Real-World Data, upcoming.  Next year will bring a variety of choices.  Prius has a huge advantage, since the plug will expand upon what's already available.  It's fairly simple to imagine the benefit a plug will offer.  The current electric abilities will be enhanced.  You'll get more power and be able to travel greater distances using electricity.  The approach is something consumers should understand.  If not, many automakers will struggle since adding electric-only to hybrids will be common for many.  How that's achieved will vary quite a bit though.  But like most mainstream considerations, it all boils down to how much you'll get for a competitive price.  Niche vehicles (low-volume production) don't face that particular problem.  But they aren't intended to become the next standard for the automaker either.  Ultimately, it's the real-world data resulting from each upcoming vehicle that determines its fate.  No amount of hype can overcome the necessities of the masses.


Real-World Data, next.  What are consumers truly waiting for?  The migration from SUV to midsize & compact cars was uneventful and certainly didn't follow any type of pattern.  It just happened.  You look around now and wonder where all those monster-size guzzlers went.  Then you have to ask, "What's next?"  The resulting real-world data from new hybrids and plug-in options will play a major role in that.  Many purchase decisions are based upon observation.  Seeing an owner effortlessly exceed 75 MPG is quite compelling in itself, without even needing to point out the ability for some drives to be without the engine ever starting.  Affordability has been the most significant argument point for hybrids in the past.  Regardless of efficiency, if the sticker-price is out of reach, many consumers simply aren't interested.  Knowing that, it was always a source of bewilderment how GM would choose to disregard that fact.  Whatever the case, marketing cannot overcome the impression real-world data makes.
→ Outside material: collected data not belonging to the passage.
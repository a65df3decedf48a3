//! # Social Server Library
//!
//! Backend of a small social network: users with unique aliases and emails,
//! posts with images, comments, likes and user blocking. The core is a
//! domain kernel of typed identifiers, self-validating value objects and
//! timestamped entities, guarded by repository-backed uniqueness and
//! relationship checks. Every failure is classified into one error taxonomy
//! with a single HTTP status mapping.
//!
//! ## Architecture
//!
//! The crate follows Clean Architecture principles:
//!
//! - **Domain Layer**: value objects, entities, guards and repository traits
//! - **Application Layer**: use-case services and request DTOs
//! - **Infrastructure Layer**: PostgreSQL and in-memory repositories, password hashing
//! - **Presentation Layer**: HTTP routes and handlers
//!
//! ## Module Structure
//!
//! ```text
//! social_server/
//! +-- config/         Configuration management
//! +-- domain/         Value objects, entities, guards, repository traits
//! +-- application/    Application services and DTOs
//! +-- infrastructure/ Database, in-memory store, hashing
//! +-- presentation/   HTTP routes and middleware
//! +-- shared/         Error taxonomy, status mapping, validation, id generation
//! ```

pub mod application;
pub mod config;
pub mod domain;
pub mod infrastructure;
pub mod presentation;
pub mod shared;
pub mod startup;
pub mod telemetry;
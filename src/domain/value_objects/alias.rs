use std::fmt;

use once_cell::sync::Lazy;
use regex::Regex;
use serde::Serialize;

use super::{looks_numeric, ValueObject};
use crate::shared::error::{DomainError, DomainResult};

const FIELD: &str = "Alias";
const MIN_LENGTH: usize = 3;
const MAX_LENGTH: usize = 20;

static ALLOWED_CHARS: Lazy<Regex> =
    Lazy::new(|| Regex::new(r"^[a-zA-Z0-9._\-@!?]+$").expect("valid alias regex"));

/// Public handle of a user, unique across users.
#[derive(Debug, Clone, PartialEq, Eq, Hash, Serialize)]
#[serde(transparent)]
pub struct Alias(String);

impl Alias {
    pub fn create(value: &str) -> DomainResult<Self> {
        let value = value.trim();
        Self::validate(value)?;
        Ok(Self(value.to_string()))
    }

    pub fn value(&self) -> &str {
        &self.0
    }
}

impl ValueObject for Alias {
    type Props = str;

    fn validate(alias: &str) -> DomainResult<()> {
        let alias = alias.trim();
        let length = alias.chars().count();

        if alias.is_empty() {
            return Err(DomainError::invalid(FIELD, "Alias cannot be empty"));
        }

        if length < MIN_LENGTH {
            return Err(DomainError::invalid(
                FIELD,
                format!("Alias cannot be too short. [MIN: {MIN_LENGTH}]"),
            ));
        }

        if length > MAX_LENGTH {
            return Err(DomainError::invalid(
                FIELD,
                format!("Alias cannot be too long. [MAX: {MAX_LENGTH}]"),
            ));
        }

        if !ALLOWED_CHARS.is_match(alias) {
            return Err(DomainError::invalid(
                FIELD,
                format!(
                    "Alias contains invalid characters. Allowed: letters, numbers, . _ - @ ! ?.\nInvalid Alias: {alias}"
                ),
            ));
        }

        if !alias.chars().any(|c| c.is_ascii_alphanumeric()) {
            return Err(DomainError::invalid(
                FIELD,
                format!("Alias must contain at least one letter or number.\nInvalid Alias: {alias}"),
            ));
        }

        if !alias.starts_with(|c: char| c.is_ascii_alphanumeric()) {
            return Err(DomainError::invalid(
                FIELD,
                format!("Alias cannot start with a special character.\nInvalid Alias: {alias}"),
            ));
        }

        if looks_numeric(alias) {
            return Err(DomainError::invalid(FIELD, "Alias cannot be entirely numeric"));
        }

        Ok(())
    }
}

impl fmt::Display for Alias {
    fn fmt(&self, f: &mut fmt::Formatter<'_>) -> fmt::Result {
        f.write_str(&self.0)
    }
}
Real-World Data, worth.  Those in favor of Volt round range expectations for Prius down to 10 miles and still continue to claim 40 for Volt.  The lack of real-world data makes that easier to do.  It's not constructive.  We know the EPA only gave an estimate of 35 and that Winter causes much lower distances.  Those same troublemakers spin stories about the plug-in Prius expected to cost very close to Volt, yet having nothing to support that.  Claims are just vague misleading hearsay comments.  It's quite disturbing to think some casual readers will actually believe those posts without doing anything to actually verify their validity.  Fortunately, that just earns support online and at the coffee shop.  Consumers researching a purchase don't cheer with the crowd as they would do in a forum.  Determining how much a vehicle is worth requires real-world data to justify the price.  It's been that way for an entire decade already with hybrids.  Buying a vehicle requires much more than just a "fun to drive" or an "it's worth it" endorsement.  After all, how often do you hear simplistic arguments like that in favor of popular vehicles like Camry or Corolla anyway?